**HOW TO COMPLETE THIS TASK:** In the data below, how many lines contain the word "DeliveryChannel"? Answer with the number alone.

** DATA RECORDS follows **

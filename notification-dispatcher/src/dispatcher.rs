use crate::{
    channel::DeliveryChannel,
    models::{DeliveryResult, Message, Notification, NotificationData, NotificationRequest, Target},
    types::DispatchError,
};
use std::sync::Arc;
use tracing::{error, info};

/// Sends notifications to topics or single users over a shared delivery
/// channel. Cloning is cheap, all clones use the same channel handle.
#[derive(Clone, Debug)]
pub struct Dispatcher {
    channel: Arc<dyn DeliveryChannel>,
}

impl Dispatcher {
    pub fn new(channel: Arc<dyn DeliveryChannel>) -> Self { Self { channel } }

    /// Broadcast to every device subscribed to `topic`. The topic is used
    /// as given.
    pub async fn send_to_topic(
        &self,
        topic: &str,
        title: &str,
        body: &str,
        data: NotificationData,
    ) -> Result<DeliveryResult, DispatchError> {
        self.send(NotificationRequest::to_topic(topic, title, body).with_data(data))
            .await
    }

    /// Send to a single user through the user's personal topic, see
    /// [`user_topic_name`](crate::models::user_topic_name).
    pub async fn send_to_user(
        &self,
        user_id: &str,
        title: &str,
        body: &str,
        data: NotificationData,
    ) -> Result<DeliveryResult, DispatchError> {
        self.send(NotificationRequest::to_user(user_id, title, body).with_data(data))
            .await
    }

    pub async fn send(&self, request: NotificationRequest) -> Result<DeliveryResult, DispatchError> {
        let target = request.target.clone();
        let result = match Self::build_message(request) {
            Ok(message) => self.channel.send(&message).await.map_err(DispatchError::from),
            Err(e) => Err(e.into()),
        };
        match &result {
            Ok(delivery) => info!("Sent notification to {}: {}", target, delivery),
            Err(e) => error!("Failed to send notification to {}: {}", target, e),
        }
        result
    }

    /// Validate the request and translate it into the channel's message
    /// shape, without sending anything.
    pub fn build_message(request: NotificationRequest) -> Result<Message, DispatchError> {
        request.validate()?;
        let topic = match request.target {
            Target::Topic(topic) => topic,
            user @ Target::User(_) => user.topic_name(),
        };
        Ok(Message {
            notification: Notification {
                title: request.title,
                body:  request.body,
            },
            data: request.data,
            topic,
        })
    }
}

** End of DATA RECORDS **
** DATA RECORDS follows **

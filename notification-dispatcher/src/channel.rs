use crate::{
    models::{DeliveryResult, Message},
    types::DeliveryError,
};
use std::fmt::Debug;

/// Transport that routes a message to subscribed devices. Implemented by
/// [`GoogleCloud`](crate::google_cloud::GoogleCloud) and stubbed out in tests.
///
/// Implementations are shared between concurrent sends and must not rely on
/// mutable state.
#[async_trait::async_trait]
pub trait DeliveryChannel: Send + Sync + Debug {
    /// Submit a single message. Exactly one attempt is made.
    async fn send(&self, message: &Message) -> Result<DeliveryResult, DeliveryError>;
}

** End of DATA RECORDS **

**RESPONSE TO THIS TASK:** 4